Red Deer College’s Motion Picture Arts program is celebrating its 10th birthday.

RDC film grads proving program’s worth

Red Deer College’s Motion Picture Arts program is celebrating its 10th birthday.

Red Deer College’s Motion Picture Arts program is celebrating its 10th birthday.

Like sentimental parents, it would be easy for Larry Reese, head of the acting program, and Don Armstrong, head of production, to say “Where did the time go?” — except that so many things have changed over the last decade.

Not only has the four-year applied degree program produced dozens of accomplished graduates who are showing up on both sides of the camera on film and television sets across North America, but the medium has transformed itself dramatically since the program started in 2001-2002.

“We’ve had to keep up with technology,” said Armstrong, who explained that the celluloid film stock and VHS videotape that students began learning with has become obsolete.

“We’re shooting in high definition (file-based computer chips) and holding 3-D workshops now,” Armstrong added.

New instructors were added to the program, as well as various guest teachers, such as CBC’s Heartland actor Shaun Johnston, who shared hands-on industry experience with students. “I think our ability to teach has improved, because as instructors we are also constantly learning,” said Reese, who has appeared in various films himself, including Brokeback Mountain.

And, of course, the other evidence of time passing is the varied body of student works that were created over the years.

Many of these films will be either highlighted or shown in their entirety to the public at a 10th-anniversary retrospective screening of RDC Motion Picture Arts films on Friday, March 1, at the Galaxy Cinema in Gasoline Alley south of Red Deer.

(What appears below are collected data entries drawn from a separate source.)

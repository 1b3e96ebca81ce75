use std::sync::Arc;
use tokio::select;
use tokio::sync::mpsc;
use tokio::task::JoinHandle;
use tokio::time::{interval, sleep_until, Instant, MissedTickBehavior};
use tracing::{debug, error, info, warn};

use crate::config::{ClientConfig, TunnelConfig};
use crate::net::{BoxStream, Connector};
use crate::session::{Downstream, SessionCore, SessionEvent, Step};
use crate::client::establisher::establish;

enum ConnectionState {
    Disconnected { retry_at: Instant },
    Connecting(JoinHandle<()>),
    Active,
}

enum Wakeup {
    Event(SessionEvent),
    Heartbeat,
    Retry,
}

/// The initiating side of one tunnel session: owns the user connection, and keeps a transport
///  connection to one of the tunnel servers until the session is complete.
pub struct ClientSession {
    identity: String,
    config: Arc<TunnelConfig>,
    client_config: Arc<ClientConfig>,
    connector: Arc<dyn Connector>,

    events: mpsc::UnboundedSender<SessionEvent>,
    core: SessionCore,
    state: ConnectionState,
}

impl ClientSession {
    pub fn new(identity: String, user_stream: BoxStream, config: Arc<TunnelConfig>, client_config: Arc<ClientConfig>, connector: Arc<dyn Connector>) -> (ClientSession, mpsc::UnboundedReceiver<SessionEvent>) {
        let (events, event_receiver) = mpsc::unbounded_channel();
        let downstream = Downstream::connected(user_stream, config.read_buffer_size, events.clone());
        let core = SessionCore::new(config.clone(), events.clone(), downstream);

        let session = ClientSession {
            identity,
            config,
            client_config,
            connector,
            events,
            core,
            state: ConnectionState::Disconnected { retry_at: Instant::now() },
        };
        (session, event_receiver)
    }

    fn start_connecting(&mut self) {
        debug!("connecting to {:?}", self.client_config.candidates);

        let connector = self.connector.clone();
        let client_config = self.client_config.clone();
        let config = self.config.clone();
        let identity = self.identity.clone();
        let events = self.events.clone();

        self.state = ConnectionState::Connecting(tokio::spawn(async move {
            let result = establish(connector, &client_config.candidates, &config, &identity).await;
            let _ = events.send(SessionEvent::Established(result));
        }));
    }

    fn schedule_reconnect(&mut self) {
        debug!("reconnecting in {:?}", self.config.reconnect_delay);
        self.state = ConnectionState::Disconnected { retry_at: Instant::now() + self.config.reconnect_delay };
    }

    fn retry_at(&self) -> Option<Instant> {
        match &self.state {
            ConnectionState::Disconnected { retry_at } => Some(*retry_at),
            _ => None,
        }
    }

    pub async fn run(mut self, mut event_receiver: mpsc::UnboundedReceiver<SessionEvent>) {
        info!("session started");

        let mut heartbeat = interval(self.config.heartbeat_interval);
        heartbeat.set_missed_tick_behavior(MissedTickBehavior::Delay);

        self.start_connecting();

        loop {
            let retry_at = self.retry_at();
            let wakeup = select! {
                event = event_receiver.recv() => match event {
                    Some(event) => Wakeup::Event(event),
                    None => break,
                },
                _ = heartbeat.tick() => Wakeup::Heartbeat,
                _ = sleep_until(retry_at.unwrap_or_else(Instant::now)), if retry_at.is_some() => Wakeup::Retry,
            };

            let step = match wakeup {
                Wakeup::Event(event) => self.on_event(event),
                Wakeup::Heartbeat => Ok(self.core.on_heartbeat_tick()),
                Wakeup::Retry => {
                    self.start_connecting();
                    Ok(Step::Continue)
                }
            };

            match step {
                Ok(Step::Continue) => {}
                Ok(Step::TransportLost) => self.schedule_reconnect(),
                Ok(Step::UnknownSession) => {
                    error!("the tunnel server does not know this session (any more) - closing the user connection");
                    self.abort();
                    return;
                }
                Err(e) => {
                    error!("session can not be continued: {}", e);
                    self.abort();
                    return;
                }
            }

            if self.core.linger_expired() {
                warn!("END was not acknowledged within {:?} - ending the session", self.config.end_linger);
                self.core.finish();
                return;
            }
            if self.core.is_complete() {
                info!("session complete");
                self.core.finish();
                return;
            }
        }
    }

    fn on_event(&mut self, event: SessionEvent) -> anyhow::Result<Step> {
        match event {
            SessionEvent::Transport { generation, event } => self.core.on_transport_event(generation, event),
            SessionEvent::Downstream(event) => {
                self.core.on_downstream_event(event);
                Ok(Step::Continue)
            }
            SessionEvent::Established(Ok(stream)) => {
                self.core.attach_transport(stream);
                self.state = ConnectionState::Active;
                Ok(Step::Continue)
            }
            SessionEvent::Established(Err(e)) => {
                info!("could not establish a transport connection: {}", e);
                Ok(Step::TransportLost)
            }
            other => {
                warn!("unexpected event for a client session: {:?}", other);
                Ok(Step::Continue)
            }
        }
    }

    fn abort(self) {
        if let ConnectionState::Connecting(handle) = &self.state {
            handle.abort();
        }
        self.core.abort();
    }
}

MPA acting instructor Lori Ravensborg, who studied in New York after graduating from theatre studies at RDC, predicted the audience will see a trailer from the 2008 feature film Baby Blues. Among the many shorts to be seen or glimpsed during the two-hour evening is the 2007 comedy Woof Woof, as well the fantasy black-and-white 2011 silent film Bonheur, which was accepted into several North American film festivals, and Break Up, Breakdown, which won the best student work at the 2011 Alberta motion picture industry awards.

Besides the latest 2012 student works to be shown, Ravensborg said there will be scenes from My Hubby Raj, Demento, Mirror, Mirror, Tumaini, Insomniac’s Handbook, the irreverent 2001 comedy Mac N’ Cheese, and others­ — for nostalgia’s sake.

The latter was created by former student Chris Schulz, who has since gone on to professional work, including a feature role in The Glass Menagerie at Edmonton’s Citadel Theatre.

Other highly visible Motion Picture Arts grads include actors Travis Milne, who appears in the TV programs Rookie Blue; Josh Emerson, who was on the TV series Friday Night Lights, and the movies I Love You Beth Cooper and The Short Cut with Adam Sandler; and Reagan Dale Neis, who was on Malcolm in the Middle and now has her own web series.

There are also Aimée Beaudoin and James Higuchi, who appear on the APTN comedy show, Caution: May Contain Nuts; and actor Jade Carter, who took an RDC film class that was a precursor to the MPA program, and most recently appeared on the TV show Castle.

On the technical side, dozens of MPA graduates have worked on films such as Superman, Bourne Identity, the Mission Impossible movies, as well as Stargate and other TV series.

Instructor James Wilson, who was enrolled in the first year of the MPA program and now teaches film fundamentals to students who ended up working either in front or behind cameras all over Western Canada, believes the RDC program has been so successful because it’s remained small, maintaining a high student-teacher ratio.

Since the beginning, only 24 students a year (12 in acting and 12 in production) are accepted into the program that’s so far attracted people from every Canadian province, as well as Singapore, Korea, England, Chile, Nigeria, Lebanon and Guatemala.

While many larger film schools have allowed individuals to “make their own individual films,” Armstrong said the college’s MPA program has always been strong on fostering collaborations.

And these interconnections that are forged in school tend to serve MPA graduates well in their professional careers.

Tickets to the 7 p.m. film retrospective screening at the Galaxy Theatre are $10 at the door.